--- Given information ---
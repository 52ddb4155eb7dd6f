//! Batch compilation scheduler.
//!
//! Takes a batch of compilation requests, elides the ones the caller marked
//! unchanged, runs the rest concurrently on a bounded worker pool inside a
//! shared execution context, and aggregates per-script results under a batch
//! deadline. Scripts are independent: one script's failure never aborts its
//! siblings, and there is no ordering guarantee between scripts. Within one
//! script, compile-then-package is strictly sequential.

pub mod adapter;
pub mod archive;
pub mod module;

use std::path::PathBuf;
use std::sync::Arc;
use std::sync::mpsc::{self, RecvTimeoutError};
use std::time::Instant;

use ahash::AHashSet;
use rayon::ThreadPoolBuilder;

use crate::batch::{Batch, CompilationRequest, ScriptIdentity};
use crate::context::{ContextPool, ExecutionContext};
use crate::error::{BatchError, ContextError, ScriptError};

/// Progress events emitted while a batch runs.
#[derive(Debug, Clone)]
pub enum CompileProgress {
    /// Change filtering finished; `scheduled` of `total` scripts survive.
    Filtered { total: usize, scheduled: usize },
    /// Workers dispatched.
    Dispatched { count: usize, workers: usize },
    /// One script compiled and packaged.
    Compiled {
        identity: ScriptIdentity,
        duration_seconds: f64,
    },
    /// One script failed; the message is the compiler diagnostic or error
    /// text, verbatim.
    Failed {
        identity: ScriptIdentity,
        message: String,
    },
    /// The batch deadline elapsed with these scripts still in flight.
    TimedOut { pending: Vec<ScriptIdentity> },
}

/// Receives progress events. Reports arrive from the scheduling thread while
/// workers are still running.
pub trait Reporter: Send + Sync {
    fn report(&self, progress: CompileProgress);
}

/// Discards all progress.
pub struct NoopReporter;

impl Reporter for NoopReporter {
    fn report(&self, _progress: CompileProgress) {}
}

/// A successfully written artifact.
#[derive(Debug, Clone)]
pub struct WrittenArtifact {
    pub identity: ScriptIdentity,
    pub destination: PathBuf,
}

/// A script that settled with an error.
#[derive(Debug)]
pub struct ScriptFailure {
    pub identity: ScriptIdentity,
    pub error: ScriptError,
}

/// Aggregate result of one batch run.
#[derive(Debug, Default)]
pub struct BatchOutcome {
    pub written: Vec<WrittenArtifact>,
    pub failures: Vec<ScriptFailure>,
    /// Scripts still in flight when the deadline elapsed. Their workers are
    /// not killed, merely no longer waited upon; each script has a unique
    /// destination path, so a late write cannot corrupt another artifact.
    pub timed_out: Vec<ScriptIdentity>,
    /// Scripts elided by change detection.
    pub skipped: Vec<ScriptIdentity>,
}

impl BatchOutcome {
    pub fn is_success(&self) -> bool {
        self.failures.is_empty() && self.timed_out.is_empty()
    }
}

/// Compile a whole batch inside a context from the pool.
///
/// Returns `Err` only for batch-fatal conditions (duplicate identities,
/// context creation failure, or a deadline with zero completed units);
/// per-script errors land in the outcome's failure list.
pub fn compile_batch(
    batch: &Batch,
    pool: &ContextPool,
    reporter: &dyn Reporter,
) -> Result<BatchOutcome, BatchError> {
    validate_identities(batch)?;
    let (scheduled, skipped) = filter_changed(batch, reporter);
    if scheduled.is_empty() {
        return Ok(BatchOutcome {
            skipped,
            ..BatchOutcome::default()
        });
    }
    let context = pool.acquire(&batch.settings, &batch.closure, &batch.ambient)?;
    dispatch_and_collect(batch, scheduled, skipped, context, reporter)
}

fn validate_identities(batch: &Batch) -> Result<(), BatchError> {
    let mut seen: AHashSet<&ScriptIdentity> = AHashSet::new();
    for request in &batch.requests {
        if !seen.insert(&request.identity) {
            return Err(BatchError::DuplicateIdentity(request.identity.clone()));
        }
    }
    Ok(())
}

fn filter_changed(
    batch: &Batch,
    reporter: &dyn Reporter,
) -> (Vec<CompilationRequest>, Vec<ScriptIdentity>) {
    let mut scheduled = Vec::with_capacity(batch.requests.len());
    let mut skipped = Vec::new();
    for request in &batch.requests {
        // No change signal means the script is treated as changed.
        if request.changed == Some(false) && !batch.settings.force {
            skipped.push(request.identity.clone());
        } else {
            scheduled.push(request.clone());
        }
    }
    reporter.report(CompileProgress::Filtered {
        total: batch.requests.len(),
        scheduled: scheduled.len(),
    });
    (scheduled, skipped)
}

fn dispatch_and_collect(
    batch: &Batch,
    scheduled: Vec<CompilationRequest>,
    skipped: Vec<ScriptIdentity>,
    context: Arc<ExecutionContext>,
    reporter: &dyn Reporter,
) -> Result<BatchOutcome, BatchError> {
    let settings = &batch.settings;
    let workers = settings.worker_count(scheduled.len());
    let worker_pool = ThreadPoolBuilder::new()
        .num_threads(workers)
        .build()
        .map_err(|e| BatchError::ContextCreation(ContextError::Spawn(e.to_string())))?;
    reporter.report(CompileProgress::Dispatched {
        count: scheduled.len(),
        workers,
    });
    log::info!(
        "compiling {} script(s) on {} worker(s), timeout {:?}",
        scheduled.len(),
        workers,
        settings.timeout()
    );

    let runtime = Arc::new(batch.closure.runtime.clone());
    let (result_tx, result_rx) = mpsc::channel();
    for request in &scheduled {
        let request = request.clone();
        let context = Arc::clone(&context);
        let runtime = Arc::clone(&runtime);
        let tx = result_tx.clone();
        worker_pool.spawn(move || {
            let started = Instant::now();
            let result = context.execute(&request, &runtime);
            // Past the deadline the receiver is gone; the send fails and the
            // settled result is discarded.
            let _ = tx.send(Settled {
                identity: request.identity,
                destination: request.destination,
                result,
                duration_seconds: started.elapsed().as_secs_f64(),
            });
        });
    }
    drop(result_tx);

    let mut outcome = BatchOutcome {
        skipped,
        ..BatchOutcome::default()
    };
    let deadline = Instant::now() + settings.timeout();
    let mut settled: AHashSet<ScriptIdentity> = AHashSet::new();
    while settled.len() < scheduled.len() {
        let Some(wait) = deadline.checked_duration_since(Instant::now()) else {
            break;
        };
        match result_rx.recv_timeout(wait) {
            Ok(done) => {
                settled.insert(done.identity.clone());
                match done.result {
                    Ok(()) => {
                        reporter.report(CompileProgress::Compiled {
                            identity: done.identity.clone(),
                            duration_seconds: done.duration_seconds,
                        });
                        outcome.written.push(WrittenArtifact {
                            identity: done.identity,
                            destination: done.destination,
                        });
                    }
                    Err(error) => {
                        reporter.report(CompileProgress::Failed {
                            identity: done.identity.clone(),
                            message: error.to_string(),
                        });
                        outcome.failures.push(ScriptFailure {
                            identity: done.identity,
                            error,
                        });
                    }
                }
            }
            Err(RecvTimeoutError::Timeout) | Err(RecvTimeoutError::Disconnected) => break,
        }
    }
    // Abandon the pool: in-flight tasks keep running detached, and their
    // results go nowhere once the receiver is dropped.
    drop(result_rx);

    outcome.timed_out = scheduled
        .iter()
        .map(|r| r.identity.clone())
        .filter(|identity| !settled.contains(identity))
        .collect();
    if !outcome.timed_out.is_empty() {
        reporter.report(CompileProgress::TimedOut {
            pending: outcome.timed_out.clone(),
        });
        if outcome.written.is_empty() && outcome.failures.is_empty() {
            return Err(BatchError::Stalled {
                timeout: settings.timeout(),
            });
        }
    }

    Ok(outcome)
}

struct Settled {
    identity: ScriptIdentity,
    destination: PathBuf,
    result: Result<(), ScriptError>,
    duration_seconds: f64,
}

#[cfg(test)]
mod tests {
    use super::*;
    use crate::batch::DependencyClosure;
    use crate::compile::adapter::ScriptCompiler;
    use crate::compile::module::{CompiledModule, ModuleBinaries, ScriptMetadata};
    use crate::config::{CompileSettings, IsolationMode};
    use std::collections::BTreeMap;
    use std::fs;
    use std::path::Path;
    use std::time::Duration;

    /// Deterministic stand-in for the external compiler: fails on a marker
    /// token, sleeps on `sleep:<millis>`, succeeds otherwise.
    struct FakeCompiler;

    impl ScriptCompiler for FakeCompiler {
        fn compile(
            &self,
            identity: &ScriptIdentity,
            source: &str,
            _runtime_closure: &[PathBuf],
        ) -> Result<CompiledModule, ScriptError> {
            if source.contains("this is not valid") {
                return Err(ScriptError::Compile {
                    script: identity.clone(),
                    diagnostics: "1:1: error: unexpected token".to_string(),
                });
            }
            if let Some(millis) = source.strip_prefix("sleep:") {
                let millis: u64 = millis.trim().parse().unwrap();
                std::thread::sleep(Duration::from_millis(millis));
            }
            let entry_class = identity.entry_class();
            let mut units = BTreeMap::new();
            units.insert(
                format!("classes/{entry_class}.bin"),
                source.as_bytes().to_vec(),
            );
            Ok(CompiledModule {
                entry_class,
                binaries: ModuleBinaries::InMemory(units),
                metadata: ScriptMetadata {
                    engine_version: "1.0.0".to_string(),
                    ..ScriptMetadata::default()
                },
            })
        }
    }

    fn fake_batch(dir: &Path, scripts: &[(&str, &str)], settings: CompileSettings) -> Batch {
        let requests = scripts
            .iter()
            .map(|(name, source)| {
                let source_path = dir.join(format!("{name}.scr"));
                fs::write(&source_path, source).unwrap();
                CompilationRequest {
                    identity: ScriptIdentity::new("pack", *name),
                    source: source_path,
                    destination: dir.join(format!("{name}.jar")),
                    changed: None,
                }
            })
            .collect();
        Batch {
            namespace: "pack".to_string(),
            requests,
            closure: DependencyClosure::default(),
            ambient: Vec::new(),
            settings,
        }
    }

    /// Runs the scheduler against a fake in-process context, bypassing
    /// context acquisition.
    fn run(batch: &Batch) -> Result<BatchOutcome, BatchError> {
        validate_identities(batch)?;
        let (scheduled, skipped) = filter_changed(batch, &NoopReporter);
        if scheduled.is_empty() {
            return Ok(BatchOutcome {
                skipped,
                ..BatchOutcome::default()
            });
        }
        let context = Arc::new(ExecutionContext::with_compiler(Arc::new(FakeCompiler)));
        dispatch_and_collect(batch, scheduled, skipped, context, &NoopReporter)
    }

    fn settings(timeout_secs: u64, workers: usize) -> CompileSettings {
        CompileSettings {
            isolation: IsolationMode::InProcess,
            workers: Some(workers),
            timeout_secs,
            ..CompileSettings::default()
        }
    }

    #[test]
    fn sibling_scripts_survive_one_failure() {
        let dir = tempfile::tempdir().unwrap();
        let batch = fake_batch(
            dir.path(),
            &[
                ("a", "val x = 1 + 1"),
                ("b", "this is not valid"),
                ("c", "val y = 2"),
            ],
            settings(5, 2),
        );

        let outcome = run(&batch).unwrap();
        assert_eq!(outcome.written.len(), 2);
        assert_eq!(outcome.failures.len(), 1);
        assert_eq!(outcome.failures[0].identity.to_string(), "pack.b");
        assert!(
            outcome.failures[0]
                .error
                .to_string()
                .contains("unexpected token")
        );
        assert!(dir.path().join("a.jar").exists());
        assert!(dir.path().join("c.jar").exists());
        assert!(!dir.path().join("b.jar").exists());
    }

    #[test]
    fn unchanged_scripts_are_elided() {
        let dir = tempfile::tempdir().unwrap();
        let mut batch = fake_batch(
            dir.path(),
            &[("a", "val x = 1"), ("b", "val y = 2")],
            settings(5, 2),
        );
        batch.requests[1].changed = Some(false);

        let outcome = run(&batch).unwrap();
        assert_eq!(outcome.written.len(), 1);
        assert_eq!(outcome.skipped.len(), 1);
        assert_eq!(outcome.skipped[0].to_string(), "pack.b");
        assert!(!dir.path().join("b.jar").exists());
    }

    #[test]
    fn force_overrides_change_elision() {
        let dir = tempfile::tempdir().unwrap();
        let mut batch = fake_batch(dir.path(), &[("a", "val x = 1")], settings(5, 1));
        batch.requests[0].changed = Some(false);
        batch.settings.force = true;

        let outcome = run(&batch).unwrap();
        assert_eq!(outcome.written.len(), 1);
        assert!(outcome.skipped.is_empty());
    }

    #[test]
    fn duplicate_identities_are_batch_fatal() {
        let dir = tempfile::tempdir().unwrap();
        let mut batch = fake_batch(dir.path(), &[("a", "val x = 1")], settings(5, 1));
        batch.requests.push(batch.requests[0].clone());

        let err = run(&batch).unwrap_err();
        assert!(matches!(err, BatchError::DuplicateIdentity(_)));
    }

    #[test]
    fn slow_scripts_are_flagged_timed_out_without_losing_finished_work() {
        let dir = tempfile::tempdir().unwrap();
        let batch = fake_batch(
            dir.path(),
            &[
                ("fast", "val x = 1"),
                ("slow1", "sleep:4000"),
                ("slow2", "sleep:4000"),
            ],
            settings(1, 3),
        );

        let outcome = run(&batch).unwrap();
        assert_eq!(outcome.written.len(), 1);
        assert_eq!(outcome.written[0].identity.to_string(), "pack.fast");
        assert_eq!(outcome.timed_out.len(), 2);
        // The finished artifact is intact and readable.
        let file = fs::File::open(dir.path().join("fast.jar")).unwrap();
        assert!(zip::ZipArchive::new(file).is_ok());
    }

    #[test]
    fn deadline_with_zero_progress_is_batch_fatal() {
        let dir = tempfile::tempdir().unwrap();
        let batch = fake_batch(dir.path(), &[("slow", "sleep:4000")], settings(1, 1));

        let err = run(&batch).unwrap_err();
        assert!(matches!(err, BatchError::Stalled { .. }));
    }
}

--- Work task ---
The lines to extract from the data above begin with the line containing "fn report(&self, _progress: CompileProgress)" and end with the line containing "outcome's failure list.". Extract them exactly, including both.

--- Task answer ---
    fn report(&self, _progress: CompileProgress) {}
}

/// A successfully written artifact.
#[derive(Debug, Clone)]
pub struct WrittenArtifact {
    pub identity: ScriptIdentity,
    pub destination: PathBuf,
}

/// A script that settled with an error.
#[derive(Debug)]
pub struct ScriptFailure {
    pub identity: ScriptIdentity,
    pub error: ScriptError,
}

/// Aggregate result of one batch run.
#[derive(Debug, Default)]
pub struct BatchOutcome {
    pub written: Vec<WrittenArtifact>,
    pub failures: Vec<ScriptFailure>,
    /// Scripts still in flight when the deadline elapsed. Their workers are
    /// not killed, merely no longer waited upon; each script has a unique
    /// destination path, so a late write cannot corrupt another artifact.
    pub timed_out: Vec<ScriptIdentity>,
    /// Scripts elided by change detection.
    pub skipped: Vec<ScriptIdentity>,
}

impl BatchOutcome {
    pub fn is_success(&self) -> bool {
        self.failures.is_empty() && self.timed_out.is_empty()
    }
}

/// Compile a whole batch inside a context from the pool.
///
/// Returns `Err` only for batch-fatal conditions (duplicate identities,
/// context creation failure, or a deadline with zero completed units);
/// per-script errors land in the outcome's failure list.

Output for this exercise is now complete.